*About this task*
Below are some entries. Repeat exactly the lines from the one with "self.escalate(previous.pid);" through the one with "let id = Uuid::new_v4();", and only those.

##### Listed records #####

use thiserror::Error;

#[derive(Error, Debug)]
pub enum SchedulerError {
    #[error("Scheduler lock poisoned")]
    LockPoisoned,

    #[error("Failed to spawn worker process: {0}")]
    Spawn(nix::Error),

    #[error("Failed to create worker pipe: {0}")]
    Pipe(nix::Error),

    #[error("Failed to signal worker process group: {0}")]
    Signal(nix::Error),

    #[error("No tokio runtime available to run completion monitors")]
    NoRuntime,

    #[error("Invalid stop signal: {0}")]
    InvalidSignal(String),
}

impl<T> From<std::sync::PoisonError<T>> for SchedulerError {
    fn from(_: std::sync::PoisonError<T>) -> Self {
        SchedulerError::LockPoisoned
    }
}

pub type Result<T> = std::result::Result<T, SchedulerError>;
//! Single-slot interruptible job scheduler.
//!
//! Exactly one job runs at a time, each in its own forked worker process. A new
//! [`Scheduler::schedule`] call supersedes the running job: its result is
//! suppressed and its process group receives the job's stop signal. Whatever
//! the timing, a superseded job's bytes never reach a sink, and no two jobs'
//! bytes ever interleave.
//!
//! # Locking
//!
//! One mutex guards the [`Slot`](slot::Slot) and every sink write. The
//! scheduler sets a job's suppression flag under it; the job's monitor checks
//! the flag and writes the result under it. `schedule` holds the lock while
//! forking but never waits on a worker.

pub mod job;
pub(crate) mod slot;

pub use job::{JobHandle, JobId, JobOutcome, JobReport};

use std::io::Write;
use std::sync::{Arc, Mutex};

use chrono::Utc;
use nix::sys::signal::Signal;
use nix::unistd::Pid;
use tokio::runtime::Handle;
use uuid::Uuid;

use crate::config::SchedulerConfig;
use crate::error::{Result, SchedulerError};
use crate::gate;
use crate::scheduler::slot::{Slot, TrackedJob};
use crate::worker::monitor::CompletionMonitor;
use crate::worker::{process, signal_group, ShellWork, WorkOutput};

pub struct Scheduler {
    config: SchedulerConfig,
    slot: Arc<Mutex<Slot>>,
    runtime: Handle,
}

impl Scheduler {
    /// Create a scheduler bound to the current tokio runtime.
    pub fn new(config: SchedulerConfig) -> Result<Self> {
        let runtime = Handle::try_current().map_err(|_| SchedulerError::NoRuntime)?;
        Ok(Self::with_handle(config, runtime))
    }

    /// Create a scheduler that runs monitors and reapers on `runtime`.
    pub fn with_handle(config: SchedulerConfig, runtime: Handle) -> Self {
        Self {
            config,
            slot: Arc::new(Mutex::new(Slot::default())),
            runtime,
        }
    }

    pub fn config(&self) -> &SchedulerConfig {
        &self.config
    }

    /// Run `work` in a new worker process, superseding the running job.
    ///
    /// Returns as soon as the worker is launched. The result is written to
    /// `sink` later, only if no other job supersedes this one first.
    ///
    /// `work` runs in a forked copy of this process and shares no memory with
    /// it. It must not rely on threads, locks or descriptors of the caller.
    pub fn schedule<W, F, O>(&self, sink: W, stop_signal: Signal, work: F) -> Result<JobHandle>
    where
        W: Write + Send + 'static,
        F: FnOnce() -> O,
        O: WorkOutput,
    {
        let mut slot = self.slot.lock()?;

        if let Some(previous) = slot.current.as_mut() {
            if previous.supersede() {
                self.escalate(previous.pid);
            }
        }

        let (completion_signal, completion) = gate::completion_flag()?;
        let (suppressor, suppression) = gate::suppression_flag();

        let worker = process::spawn_worker(work, completion_signal)?;
        let pid = worker.pid;
        process::detach(&self.runtime, pid);

        let id = Uuid::new_v4();
        let started_at = Utc::now();
        tracing::info!(job_id = %id, pid = pid.as_raw(), signal = %stop_signal, "Job scheduled");

        let monitor = CompletionMonitor::new(id, worker, suppression, sink, self.slot.clone());
        let monitor = self.runtime.spawn_blocking(move || monitor.run());

        slot.current = Some(TrackedJob {
            id,
            pid,
            stop_signal,
            completion,
            suppressor,
        });

        Ok(JobHandle::new(id, pid, started_at, monitor))
    }

    /// [`schedule`](Self::schedule) with the configured default stop signal.
    pub fn schedule_default<W, F, O>(&self, sink: W, work: F) -> Result<JobHandle>
    where
        W: Write + Send + 'static,
        F: FnOnce() -> O,
        O: WorkOutput,
    {
        self.schedule(sink, self.config.default_stop_signal, work)
    }

    /// Schedule a shell command through the configured shell; its stdout is
    /// the result.
    pub fn schedule_shell<W>(&self, sink: W, command: impl Into<String>) -> Result<JobHandle>
    where
        W: Write + Send + 'static,
    {
        let work = ShellWork::with_shell(command, self.config.shell.clone());
        self.schedule(sink, self.config.default_stop_signal, move || work.run())
    }

    /// Supersede the running job without scheduling a replacement.
    ///
    /// Returns false if no job is tracked or it already finished.
    pub fn cancel(&self) -> Result<bool> {
        let mut slot = self.slot.lock()?;
        let cancelled = match slot.current.as_mut() {
            Some(job) => job.supersede(),
            None => false,
        };
        if cancelled {
            if let Some(job) = slot.current.as_ref() {
                self.escalate(job.pid);
            }
        }
        Ok(cancelled)
    }

    /// Whether the tracked job is still running. Never blocks on the worker.
    pub fn is_busy(&self) -> Result<bool> {
        let mut slot = self.slot.lock()?;
        Ok(slot
            .current
            .as_mut()
            .map(|job| job.is_running())
            .unwrap_or(false))
    }

    /// Id of the tracked job, finished or not.
    pub fn current_job(&self) -> Result<Option<JobId>> {
        let slot = self.slot.lock()?;
        Ok(slot.current.as_ref().map(|job| job.id))
    }

    /// Follow up a stop signal with `SIGKILL` once the grace period elapses.
    ///
    /// Runs on the blocking pool: runtime shutdown drops pending async tasks
    /// but waits for blocking ones, and it also waits for the worker's reaper.
    fn escalate(&self, pid: Pid) {
        let Some(grace) = self.config.kill_grace else {
            return;
        };

        self.runtime.spawn_blocking(move || {
            std::thread::sleep(grace);
            match signal_group(pid, Signal::SIGKILL) {
                Ok(true) => {
                    tracing::warn!(pid = pid.as_raw(), "Killed worker that ignored its stop signal");
                }
                Ok(false) => {}
                Err(e) => {
                    tracing::warn!(pid = pid.as_raw(), error = %e, "Failed to kill worker");
                }
            }
        });
    }
}

impl Drop for Scheduler {
    fn drop(&mut self) {
        let Ok(mut slot) = self.slot.lock() else {
            return;
        };
        if let Some(job) = slot.current.as_mut() {
            if job.supersede() {
                self.escalate(job.pid);
            }
        }
    }
}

#####

*Output for this exercise*
                self.escalate(previous.pid);
            }
        }

        let (completion_signal, completion) = gate::completion_flag()?;
        let (suppressor, suppression) = gate::suppression_flag();

        let worker = process::spawn_worker(work, completion_signal)?;
        let pid = worker.pid;
        process::detach(&self.runtime, pid);

        let id = Uuid::new_v4();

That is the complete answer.